Wilson, 33 F.4th at 207. The court expanded on that noting that “notably absent from many of the plaintiffs’ complaints are any specific statements denying affiliation with the Bandidos or Cossacks or denying that they were wearing the ‘signs and symbols’ of either group.” Id. at 213, n.8. Moreover, the court held that merely denying membership in a criminal street gang is a legal conclusion, not a fact, and that “many members of the Bandidos or Cossacks would also deny being members of a criminal street gang.” Id. Denying membership and association with the Bandidos and Cossacks is, therefore, required for a Twin Peaks plaintiff to state a Franks claim. These Plaintiffs have failed to allege that and instead generally allege that they are not associated with any criminal street gang.

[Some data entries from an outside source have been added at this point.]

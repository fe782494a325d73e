use std::path::{Path, PathBuf};
use std::process::Command;

use crate::config::{MatchMode, OcrBackend, OcrSettings};
use crate::error::AppError;
use crate::models::record::ExtractedLine;
use crate::services::text_service;

const OCR_EXTENSIONS: &[&str] = &["png", "jpg", "jpeg"];

/// Anything that can turn an image file into raw, multi-line text.
pub trait OcrEngine: Send + Sync {
    fn recognize(&self, image_path: &Path) -> Result<String, AppError>;
}

/// Shells out to the `tesseract` executable and reads the text from stdout.
#[derive(Debug, Clone)]
pub struct TesseractCli {
    program: PathBuf,
    language: String,
}

impl TesseractCli {
    pub fn new(program: impl Into<PathBuf>, language: impl Into<String>) -> Self {
        Self {
            program: program.into(),
            language: language.into(),
        }
    }
}

impl OcrEngine for TesseractCli {
    fn recognize(&self, image_path: &Path) -> Result<String, AppError> {
        let output = Command::new(&self.program)
            .arg(image_path)
            .arg("stdout")
            .arg("-l")
            .arg(&self.language)
            .output()
            .map_err(|e| {
                AppError::Ocr(format!(
                    "failed to run {}: {e}",
                    self.program.display()
                ))
            })?;

        if !output.status.success() {
            let stderr = String::from_utf8_lossy(&output.stderr);
            return Err(AppError::Ocr(format!(
                "{} exited with {} on {}: {}",
                self.program.display(),
                output.status,
                image_path.display(),
                stderr.trim()
            )));
        }

        Ok(String::from_utf8_lossy(&output.stdout).into_owned())
    }
}

#[cfg(feature = "leptess")]
#[derive(Debug, Clone)]
pub struct LepTessEngine {
    language: String,
}

#[cfg(feature = "leptess")]
impl LepTessEngine {
    pub fn new(language: impl Into<String>) -> Self {
        Self {
            language: language.into(),
        }
    }
}

#[cfg(feature = "leptess")]
impl OcrEngine for LepTessEngine {
    fn recognize(&self, image_path: &Path) -> Result<String, AppError> {
        let mut lt = leptess::LepTess::new(None, &self.language)
            .map_err(|e| AppError::Ocr(format!("init failed: {e}")))?;
        lt.set_image(image_path)
            .map_err(|e| AppError::Ocr(format!("set_image failed: {e}")))?;
        lt.get_utf8_text()
            .map_err(|e| AppError::Ocr(format!("get_utf8_text failed: {e}")))
    }
}

pub fn build_engine(settings: &OcrSettings) -> Result<Box<dyn OcrEngine>, AppError> {
    match settings.backend {
        OcrBackend::Tesseract => Ok(Box::new(TesseractCli::new(
            settings.program.clone(),
            settings.language.clone(),
        ))),
        #[cfg(feature = "leptess")]
        OcrBackend::Leptess => Ok(Box::new(LepTessEngine::new(settings.language.clone()))),
        #[cfg(not(feature = "leptess"))]
        OcrBackend::Leptess => Err(AppError::Config(
            "this build does not include the leptess backend; rebuild with --features leptess"
                .to_string(),
        )),
    }
}

/// Accepted image types are matched case-sensitively. `Substring` mode keeps
/// the loose check where the type only has to appear somewhere in the name,
/// so `jpgfoo.txt` is accepted too.
pub fn is_accepted_image(file_name: &str, mode: MatchMode) -> bool {
    match mode {
        MatchMode::Substring => OCR_EXTENSIONS.iter().any(|ext| file_name.contains(ext)),
        MatchMode::Extension => Path::new(file_name)
            .extension()
            .and_then(|e| e.to_str())
            .map(|e| OCR_EXTENSIONS.contains(&e))
            .unwrap_or(false),
    }
}

/// Runs OCR on one image and returns one normalized line per line of output.
pub fn extract(
    engine: &dyn OcrEngine,
    image_path: &Path,
    skip_blank_lines: bool,
) -> Result<Vec<ExtractedLine>, AppError> {
    let text = engine.recognize(image_path)?;
    let source_path = image_path.to_string_lossy().into_owned();

    let lines = text
        .lines()
        .map(text_service::normalize)
        .filter(|line| !(skip_blank_lines && line.is_empty()))
        .map(|normalized_text| ExtractedLine {
            source_path: source_path.clone(),
            normalized_text,
        })
        .collect();

    Ok(lines)
}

For these reasons, Plaintiffs’ Franks claim against Defendants
should be DISMISSED. B. First and Fifth Amendment Violations Defendants argue that Plaintiffs’ First Amendment and Fifth Amendment are simply repackaged claims that Plaintiffs were arrested without probable cause. In Plaintiffs’ brief statement of their First and Fifth Amendment claims, Plaintiffs assert that Defendants caused them to be arrested “solely for exercising [their] Constitutional [sic] right of association,” “solely for being present,” and for being a member of a club Defendants did not approve of. Id. at ¶¶ 71, 72. These conclusory allegations are insufficient to state a claim for First Amendment violations. Moreover, Defendants are correct that Plaintiffs are merely recasting their unlawful arrest claim under the Fourth Amendment with their First and Fifth Amendment claims. Since the Court should dismiss Plaintiffs’ Fourth Amendment unlawful arrest claims, Plaintiffs’ First and Fifth Amendment claims also cannot survive. C. Conspiracy Plaintiffs also sue Defendants for conspiracy. They allege that the Defendants “entered
into a conspiracy to deprive” Plaintiffs of their constitutional rights and “acted in concert either to orchestrate or to carry out the illegal seizure and cause the illegal arrest and incarceration” of Plaintiffs. Id. at ¶ 79. These allegations are functionally identical to those made in Terwilliger which the Fifth Circuit found to be deficient. Plaintiffs’ conspiracy claims should be DISMISSED. IV. CONCLUSION For the reasons outlined above, the undersigned RECOMMENDS that Defendants Frost and Schwartz’s Motions to Dismiss (ECF Nos. 13, 25, 37, 41); Defendants Chavez, Rogers, Stroman, and Swanton’s Motions to Dismiss (ECF Nos. 9, 26, 36, 38, 40, 43); Defendant
Reyna’s Motions to Dismiss (ECF Nos. 35, 39, 42); and Chavez, Rogers, Stroman, and Swanton’s Motion to Supplement their Motions to Dismiss (ECF No. 50) be GRANTED and that Plaintiff’s lawsuit be DISMISSED. V. OBJECTIONS The parties may wish to file objections to this Report and Recommendation. Parties filing objections must specifically identify those findings or recommendations to which they object. The District Court need not consider frivolous, conclusive, or general objections. See Battle v. U.S. Parole Comm’n, 834 F.2d 419, 421 (5th Cir. 1987). A party’s failure to file written objections to the proposed findings and recommendations contained in this Report within fourteen (14) days after the party is served with a copy of the Report shall bar that party from de novo review by the District Court of the proposed findings and recommendations in the Report. See 28 U.S.C. § 636(b)(1)(C); Thomas v Arn, 474 US. 140, 150-53 (1985); Douglass v. United Servs. Auto. Ass’n, 79 F.3d 1415 (Sth Cir. 1996) (en banc). Except upon grounds of plain error, failing to object shall further bar the party from appellate review of unobjected-to proposed factual findings and legal conclusions accepted by the District Court. See 28 U.S.C. § 636(b)(1)(C); Thomas, 474 U.S. at 150-53; Douglass, 79 F.3d at 1415. SIGNED this 8th day of August 2024.